Jedenaście lat temu z hukiem eksplodowała Rywin-gate, która na długi czas przerwała polityczny żywot Leszka Millera. Udało mu się co prawda po latach zmartwychwstać i odzyskać pozycję, jednak wielu ludzi, w których afera uderzyła wypadło z obiegu na dobre. Upiekło się jedynie Adamowi Michnikowi, który najpierw nagrał Lwa Rywina usiłującego sprzedać mu ustawę, potem przez parę miesięcy łaził i rozpowiadał wszystkim wokół jaki to on ma bombowy materiał a dopiero potem, kiedy spostrzegł że nie robi na nikim wrażenia wysmażył swój słynny artykuł „Ustawa za łapówkę czyli przychodzi Rywin do Michnika”. Rozpętało się piekło, obrady sejmowej komisji media relacjonowały na żywo, cała Polska żyła lubczasopismami i niedowierzaniem, że można sobie ot tak kupić ustawę, w dodatku wcale nie trzeba o to zabiegać bo oferent sam przylezie do potencjalnego kupca. Znajomy wtedy zażartował nawet, że następnym etapem będą ustawy dostępne w serwisie Allegro.pl.
I co? I nic z tego nie wynikło. To znaczy nie tak, wynikło bardzo wiele tylko w odwrotną stronę. Miller zmartwychwstał dając tym samym do zrozumienia swoim kumplom po politycznym fachu, że kraść można praktycznie bezkarnie, a jeżeli już coś człowieka spotka to najwyżej drobna nieprzyjemność taka jak jednokadencyjna absencja w sejmie. Żadnego Trybunału Stanu, żadnego prokuratora na karku, że o sanatorium za kratami nawet wspominać nie ma co – czy można zatem się dziwić, że dzisiejsi prominenci nawet kryć się za bardzo nie próbują ze swoimi przekrętami? Wszystkie afery i aferki od hazardowej, poprzez miliardowe przekręty na budowie autostrad i stadionów po „pożyczane” przez ministra Nowaka zegarki – że o cygarach i winie z burdelu nie wspomnę – swoje korzenie wywodzą właśnie z wybuchłej przed jedenastu laty aferze Rywina. A właściwie nie tyle w samej aferze, co w jej skutkach – politycy dostrzegli, że nawet jeżeli ktoś pójdzie siedzieć to co najwyżej słup, podstawiony kozioł ofiarny – czyli mówiąc krótko frajer, którego uda się wrobić. By dostrzec prawdziwość takiego sądu wystarczy przyjrzeć się ostatnim aresztowaniom w ministerstwach w związku z infoaferą – czy wśród wyprowadzanych w kajdankach urzędników był choć jeden prominentny polityk?

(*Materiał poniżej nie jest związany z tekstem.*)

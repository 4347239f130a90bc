//! Transient interaction state owned by one widget instance.
//!
//! Nothing here knows about rendering or options beyond their count; the
//! widget drives it and re-derives the filtered list around it.

use crate::option::{OptionKey, SelectOption};
use crate::text_edit::TextEditState;

/// Search text, open flag, highlight, selection and focus/hover flags.
///
/// `highlighted` is a position in the filtered list. It is always `None` or
/// less than the filtered length the state was last told about.
#[derive(Debug, Clone)]
pub struct InteractionState<T> {
    pub(crate) editor: TextEditState,
    pub(crate) open: bool,
    pub(crate) highlighted: Option<usize>,
    pub(crate) scroll: usize,
    pub(crate) selection: Option<SelectOption<T>>,
    pub(crate) selected_key: Option<OptionKey>,
    pub(crate) focused: bool,
    pub(crate) clear_hovered: bool,
}

impl<T> Default for InteractionState<T> {
    fn default() -> Self {
        Self {
            editor: TextEditState::new(),
            open: false,
            highlighted: None,
            scroll: 0,
            selection: None,
            selected_key: None,
            focused: false,
            clear_hovered: false,
        }
    }
}

impl<T> InteractionState<T> {
    pub fn new() -> Self {
        Self::default()
    }

    pub fn text(&self) -> String {
        self.editor.value()
    }

    pub fn is_open(&self) -> bool {
        self.open
    }

    pub fn highlighted(&self) -> Option<usize> {
        self.highlighted
    }

    pub fn selection(&self) -> Option<&SelectOption<T>> {
        self.selection.as_ref()
    }

    pub fn is_focused(&self) -> bool {
        self.focused
    }

    pub fn is_clear_hovered(&self) -> bool {
        self.clear_hovered
    }

    /// First filtered position shown in the dropdown.
    pub fn scroll(&self) -> usize {
        self.scroll
    }

    /// Forget the highlight and scroll back to the top. Called whenever the
    /// search text changes.
    pub(crate) fn reset_highlight(&mut self) {
        self.highlighted = None;
        self.scroll = 0;
    }

    /// Move the highlight down one row, stopping at the last of `len` rows.
    pub(crate) fn highlight_next(&mut self, len: usize) {
        if len == 0 {
            self.highlighted = None;
            return;
        }
        self.highlighted = Some(match self.highlighted {
            None => 0,
            Some(i) => (i + 1).min(len - 1),
        });
    }

    /// Move the highlight up one row; the top row moves to none.
    pub(crate) fn highlight_prev(&mut self) {
        self.highlighted = match self.highlighted {
            None | Some(0) => None,
            Some(i) => Some(i - 1),
        };
    }

    /// Highlight `pos` if it exists in a list of `len` rows.
    pub(crate) fn highlight_at(&mut self, pos: usize, len: usize) {
        if pos < len {
            self.highlighted = Some(pos);
        }
    }

    /// Keep highlight and scroll inside a list that now has `len` rows.
    pub(crate) fn clamp(&mut self, len: usize) {
        if self.highlighted.is_some_and(|i| i >= len) {
            self.highlighted = len.checked_sub(1);
        }
        if self.scroll >= len {
            self.scroll = len.saturating_sub(1);
        }
    }

    pub(crate) fn set_selection(&mut self, selection: Option<SelectOption<T>>, key: Option<OptionKey>) {
        self.selection = selection;
        self.selected_key = key;
    }
}

#[cfg(test)]
mod tests {
    use super::*;

    #[test]
    fn down_from_none_goes_to_first_and_clamps_at_last() {
        let mut st = InteractionState::<u32>::new();
        st.highlight_next(3);
        assert_eq!(st.highlighted(), Some(0));
        st.highlight_next(3);
        st.highlight_next(3);
        st.highlight_next(3);
        assert_eq!(st.highlighted(), Some(2));
    }

    #[test]
    fn up_goes_to_none_and_stays() {
        let mut st = InteractionState::<u32>::new();
        st.highlight_next(3);
        st.highlight_next(3);
        st.highlight_prev();
        assert_eq!(st.highlighted(), Some(0));
        st.highlight_prev();
        assert_eq!(st.highlighted(), None);
        st.highlight_prev();
        assert_eq!(st.highlighted(), None);
    }

    #[test]
    fn down_on_empty_list_highlights_nothing() {
        let mut st = InteractionState::<u32>::new();
        st.highlight_next(0);
        assert_eq!(st.highlighted(), None);
    }

    #[test]
    fn highlight_stays_in_range_for_any_key_sequence() {
        for len in 0..5usize {
            let mut st = InteractionState::<u32>::new();
            for step in 0..40 {
                if step % 3 == 0 {
                    st.highlight_prev();
                } else {
                    st.highlight_next(len);
                }
                assert!(st.highlighted().is_none_or(|i| i < len), "len {len} step {step}");
            }
        }
    }

    #[test]
    fn clamp_pulls_highlight_into_shorter_list() {
        let mut st = InteractionState::<u32>::new();
        st.highlighted = Some(4);
        st.scroll = 3;
        st.clamp(2);
        assert_eq!(st.highlighted(), Some(1));
        assert_eq!(st.scroll(), 1);
        st.clamp(0);
        assert_eq!(st.highlighted(), None);
        assert_eq!(st.scroll(), 0);
    }

    #[test]
    fn highlight_at_ignores_out_of_range() {
        let mut st = InteractionState::<u32>::new();
        st.highlight_at(5, 3);
        assert_eq!(st.highlighted(), None);
        st.highlight_at(2, 3);
        assert_eq!(st.highlighted(), Some(2));
    }

    #[test]
    fn reset_clears_highlight_and_scroll() {
        let mut st = InteractionState::<u32>::new();
        st.highlighted = Some(2);
        st.scroll = 2;
        st.reset_highlight();
        assert_eq!(st.highlighted(), None);
        assert_eq!(st.scroll(), 0);
    }
}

Ktoś może zapytać dlaczego nastały po rządach SLD AWS nie rozliczył swoich poprzedników i nie posłał ich za kraty? Odpowiedź jest bardzo prosta – z obawy przed naruszeniem status quo, se strachu przed skutkami złamania niepisanej, cichej umowy – toż przecież gdyby raz dopuścić precedens i ukarać winnych piastujących ministerialne czy sejmowe stołki można by przypadkiem doprowadzić do powstania nowej, świeckiej tradycji i już żaden prominent nie mógłby spać spokojnie po zakończeniu urzędowania. A na tym nie zależy nikomu przecież. Dlatego idę o zakład stawiając złote carskie świnki przeciwko kamieniom, że i afery obecne, choć głośne chwilowo, przycichną i znikną jak sen jaki złoty a głośno wrzeszczący o odpowiedzialności platformianych polityków PiS nabierze wody w usta jeżeli tylko uda mu się zdobyć władzę. Nie, nie dlatego, że członkowie tej partii nie są uczciwi i sami będą próbowali dorwać się do publicznego miodu, to nie ma najmniejszego znaczenia. Chodzi po prostu o to, że we współczesnej Polsce wciąż działa zasada Andrieja Wyszyńskiego – jeżeli ma się człowieka to paragraf znajdzie się zawsze. Zwłaszcza, jeżeli chce się tego człowieka uwalić. Częściej, niestety, działa to w drugą stronę – nie ważne ile jest paragrafów i jak dobrze zebrane zostały dowody, człowiek, który nie ma siedzieć siedzieć nie będzie. No, w ostateczności uzna się, że jest winny moralnie – czymś od czasu do czasu trzeba zatkać gęby motłochowi.